The bill, an amendment to the Supervision of Financial Services Law, was introduced by MKs Haim Katz (Likud), Shelly Yachimovich (Labor) and Ilan Ghilon (New Movement-Meretz). TheMarker recently reported on the high fees paid on savings that serve as retirement accounts.
The amendment addresses each saving instrument separately and sets fee ceilings for each. It proposes limiting management fees for new "makif" comprehensive pension funds (which are subsidized by government bonds) to 3.5% of the premium plus 0.2% of the accumulated balance, compared with the current fee ceiling of 6% and 0.5%, respectively.
The bill's backers note that this represents a 35% reduction in management fees when compared with the current average of 4.5% and 0.4%, respectively.
Fess for managing new general pension funds, provident funds and continuing education (hishtalmut) funds would be limited to 0.7% of the balance. The maximum is currently set at 2%, while the average fee is 1.4% of the total balance. Katz, Yachimovich and Ghilon say their bill would cut these fees in half.
"There's no doubt that the thorough and comprehensive investigation carried out recently by TheMarker accelerated the development of the bill," Yachimovich said. "We dealt with it a lot in the past but didn't feel that we had support for it and we didn't reach an agreement with the cabinet. Now we are hoping that the broad media coverage of the subject will cause the cabinet to realize that this matter must be taken care of urgently."

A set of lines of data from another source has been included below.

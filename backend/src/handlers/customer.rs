//! HTTP handlers for customer profile endpoints

use axum::{
    extract::{Path, State},
    Json,
};
use uuid::Uuid;

use crate::error::AppResult;
use crate::services::customer::{CustomerInput, CustomerService};
use crate::AppState;
use shared::Customer;

/// Create a customer
pub async fn create_customer(
    State(state): State<AppState>,
    Json(input): Json<CustomerInput>,
) -> AppResult<Json<Customer>> {
    let service = CustomerService::new(state.db);
    let customer = service.create_customer(input).await?;
    Ok(Json(customer))
}

/// Get a customer
pub async fn get_customer(
    State(state): State<AppState>,
    Path(customer_id): Path<Uuid>,
) -> AppResult<Json<Customer>> {
    let service = CustomerService::new(state.db);
    let customer = service.get_customer(customer_id).await?;
    Ok(Json(customer))
}

/// Update a customer
pub async fn update_customer(
    State(state): State<AppState>,
    Path(customer_id): Path<Uuid>,
    Json(input): Json<CustomerInput>,
) -> AppResult<Json<Customer>> {
    let service = CustomerService::new(state.db);
    let customer = service.update_customer(customer_id, input).await?;
    Ok(Json(customer))
}

/// Delete a customer
pub async fn delete_customer(
    State(state): State<AppState>,
    Path(customer_id): Path<Uuid>,
) -> AppResult<Json<()>> {
    let service = CustomerService::new(state.db);
    service.delete_customer(customer_id).await?;
    Ok(Json(()))
}

/// List all customers
pub async fn list_customers(State(state): State<AppState>) -> AppResult<Json<Vec<Customer>>> {
    let service = CustomerService::new(state.db);
    let customers = service.list_customers().await?;
    Ok(Json(customers))
}
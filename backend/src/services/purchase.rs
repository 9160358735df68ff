//! Purchase lifecycle service
//!
//! Owns purchase creation, the purchase status state machine, and return
//! processing. Completing a purchase credits each line item's quantity
//! into the stock ledger once (`stock_applied` flag). Returns follow a
//! preview-then-commit discipline: the preview is a read-only projection
//! of how much can still be returned given live stock, and the commit
//! recomputes the same clamps against live stock inside its transaction,
//! so a return can never drive stock negative even when sales have
//! consumed part of the purchased units.

use chrono::{DateTime, Utc};
use rust_decimal::Decimal;
use serde::{Deserialize, Serialize};
use sqlx::PgPool;
use uuid::Uuid;

use crate::error::{AppError, AppResult};
use crate::services::stock::StockService;
use shared::{
    line_total, returnable_quantity, validate_line_item_count, validate_quantity,
    validate_reference_no, validate_unit_cost, Purchase, PurchaseLineItem, PurchaseStatus,
    ReturnPreview, ReturnPreviewLine,
};

/// Purchase lifecycle service
#[derive(Clone)]
pub struct PurchaseService {
    db: PgPool,
}

/// Database row for a purchase
#[derive(Debug, sqlx::FromRow)]
struct PurchaseRow {
    id: Uuid,
    supplier_id: Uuid,
    purchase_no: String,
    status: String,
    sub_total: Decimal,
    total_refund: Option<Decimal>,
    created_at: DateTime<Utc>,
    updated_at: DateTime<Utc>,
}

impl PurchaseRow {
    fn into_purchase(self) -> AppResult<Purchase> {
        let status = PurchaseStatus::parse(&self.status).ok_or_else(|| {
            AppError::Internal(format!("Unknown purchase status '{}'", self.status))
        })?;
        Ok(Purchase {
            id: self.id,
            supplier_id: self.supplier_id,
            purchase_no: self.purchase_no,
            status,
            sub_total: self.sub_total,
            total_refund: self.total_refund,
            created_at: self.created_at,
            updated_at: self.updated_at,
        })
    }
}

/// Database row for a purchase line item
#[derive(Debug, sqlx::FromRow)]
struct PurchaseItemRow {
    id: Uuid,
    purchase_id: Uuid,
    product_id: Uuid,
    quantity: i64,
    unit_cost: Decimal,
    line_total: Decimal,
    stock_applied: bool,
    returned_quantity: Option<i64>,
    refund_amount: Option<Decimal>,
}

impl From<PurchaseItemRow> for PurchaseLineItem {
    fn from(row: PurchaseItemRow) -> Self {
        PurchaseLineItem {
            id: row.id,
            purchase_id: row.purchase_id,
            product_id: row.product_id,
            quantity: row.quantity,
            unit_cost: row.unit_cost,
            line_total: row.line_total,
            stock_applied: row.stock_applied,
            returned_quantity: row.returned_quantity,
            refund_amount: row.refund_amount,
        }
    }
}

/// Input for creating a purchase
#[derive(Debug, Deserialize)]
pub struct CreatePurchaseInput {
    pub supplier_id: Uuid,
    pub purchase_no: String,
    pub items: Vec<PurchaseItemInput>,
}

/// One requested purchase line
#[derive(Debug, Deserialize)]
pub struct PurchaseItemInput {
    pub product_id: Uuid,
    pub quantity: i64,
    /// Overrides the product's buying price when provided
    pub unit_cost: Option<Decimal>,
}

/// A purchase with its line items
#[derive(Debug, Serialize)]
pub struct PurchaseDetail {
    pub purchase: Purchase,
    pub items: Vec<PurchaseLineItem>,
}

/// Outcome of a committed return
#[derive(Debug, Serialize)]
pub struct ReturnOutcome {
    pub purchase_id: Uuid,
    pub lines: Vec<ReturnedLine>,
    pub total_refund: Decimal,
}

/// One returned line as actually committed
#[derive(Debug, Serialize)]
pub struct ReturnedLine {
    pub product_id: Uuid,
    pub purchased_quantity: i64,
    pub returned_quantity: i64,
    pub refund_amount: Decimal,
}
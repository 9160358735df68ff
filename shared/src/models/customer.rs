//! Customer profile models

use chrono::{DateTime, Utc};
use serde::{Deserialize, Serialize};
use uuid::Uuid;

/// A customer who places sales orders
#[derive(Debug, Clone, Serialize, Deserialize)]
pub struct Customer {
    pub id: Uuid,
    pub name: String,
    pub email: Option<String>,
    pub phone: Option<String>,
    pub address: Option<String>,
    pub created_at: DateTime<Utc>,
    pub updated_at: DateTime<Utc>,
}
//! Customer profile service

use chrono::{DateTime, Utc};
use serde::Deserialize;
use sqlx::PgPool;
use uuid::Uuid;

use crate::error::{AppError, AppResult};
use shared::{validate_email, validate_phone, Customer};

/// Customer profile service
#[derive(Clone)]
pub struct CustomerService {
    db: PgPool,
}

type CustomerTuple = (
    Uuid,
    String,
    Option<String>,
    Option<String>,
    Option<String>,
    DateTime<Utc>,
    DateTime<Utc>,
);

fn customer_from_tuple(row: CustomerTuple) -> Customer {
    Customer {
        id: row.0,
        name: row.1,
        email: row.2,
        phone: row.3,
        address: row.4,
        created_at: row.5,
        updated_at: row.6,
    }
}

/// Input for creating or updating a customer
#[derive(Debug, Deserialize)]
pub struct CustomerInput {
    pub name: String,
    pub email: Option<String>,
    pub phone: Option<String>,
    pub address: Option<String>,
}

fn validate_customer_input(input: &CustomerInput) -> AppResult<()> {
    if input.name.trim().is_empty() {
        return Err(AppError::Validation {
            field: "name".to_string(),
            message: "Name is required".to_string(),
        });
    }
    if let Some(email) = &input.email {
        validate_email(email).map_err(|e| AppError::Validation {
            field: "email".to_string(),
            message: e.to_string(),
        })?;
    }
    if let Some(phone) = &input.phone {
        validate_phone(phone).map_err(|e| AppError::Validation {
            field: "phone".to_string(),
            message: e.to_string(),
        })?;
    }
    Ok(())
}

impl CustomerService {
    /// Create a new CustomerService instance
    pub fn new(db: PgPool) -> Self {
        Self { db }
    }

    /// Create a customer
    pub async fn create_customer(&self, input: CustomerInput) -> AppResult<Customer> {
        validate_customer_input(&input)?;

        let row = sqlx::query_as::<_, CustomerTuple>(
            r#"
            INSERT INTO customers (name, email, phone, address)
            VALUES ($1, $2, $3, $4)
            RETURNING id, name, email, phone, address, created_at, updated_at
            "#,
        )
        .bind(&input.name)
        .bind(&input.email)
        .bind(&input.phone)
        .bind(&input.address)
        .fetch_one(&self.db)
        .await?;

        Ok(customer_from_tuple(row))
    }

    /// Update a customer
    pub async fn update_customer(
        &self,
        customer_id: Uuid,
        input: CustomerInput,
    ) -> AppResult<Customer> {
        validate_customer_input(&input)?;

        let row = sqlx::query_as::<_, CustomerTuple>(
            r#"
            UPDATE customers
            SET name = $1, email = $2, phone = $3, address = $4, updated_at = NOW()
            WHERE id = $5
            RETURNING id, name, email, phone, address, created_at, updated_at
            "#,
        )
        .bind(&input.name)
        .bind(&input.email)
        .bind(&input.phone)
        .bind(&input.address)
        .bind(customer_id)
        .fetch_optional(&self.db)
        .await?
        .ok_or_else(|| AppError::NotFound("Customer".to_string()))?;

        Ok(customer_from_tuple(row))
    }

    /// Delete a customer; refused while orders reference them
    pub async fn delete_customer(&self, customer_id: Uuid) -> AppResult<()> {
        let referenced = sqlx::query_scalar::<_, bool>(
            "SELECT EXISTS(SELECT 1 FROM orders WHERE customer_id = $1)",
        )
        .bind(customer_id)
        .fetch_one(&self.db)
        .await?;

        if referenced {
            return Err(AppError::Validation {
                field: "customer_id".to_string(),
                message: "Customer has orders on record".to_string(),
            });
        }

        let result = sqlx::query("DELETE FROM customers WHERE id = $1")
            .bind(customer_id)
            .execute(&self.db)
            .await?;

        if result.rows_affected() == 0 {
            return Err(AppError::NotFound("Customer".to_string()));
        }

        Ok(())
    }

    /// Get a customer
    pub async fn get_customer(&self, customer_id: Uuid) -> AppResult<Customer> {
        let row = sqlx::query_as::<_, CustomerTuple>(
            "SELECT id, name, email, phone, address, created_at, updated_at FROM customers WHERE id = $1",
        )
        .bind(customer_id)
        .fetch_optional(&self.db)
        .await?
        .ok_or_else(|| AppError::NotFound("Customer".to_string()))?;

        Ok(customer_from_tuple(row))
    }

    /// List all customers
    pub async fn list_customers(&self) -> AppResult<Vec<Customer>> {
        let rows = sqlx::query_as::<_, CustomerTuple>(
            "SELECT id, name, email, phone, address, created_at, updated_at FROM customers ORDER BY name",
        )
        .fetch_all(&self.db)
        .await?;

        Ok(rows.into_iter().map(customer_from_tuple).collect())
    }
}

The legislators took pains to stress that they consulted with experts in order to come up with the numbers, but refused to disclose the exact formulas they used in setting the maximum fee rates.
The sponsors are braced for aggressive lobbying by insurance companies and agents and the funds themselves. "It's clear that there will be heavy pressure from the entities running the funds; after all, they know that when the amendment passes their treasure chest will be reduced," Yachimovich said.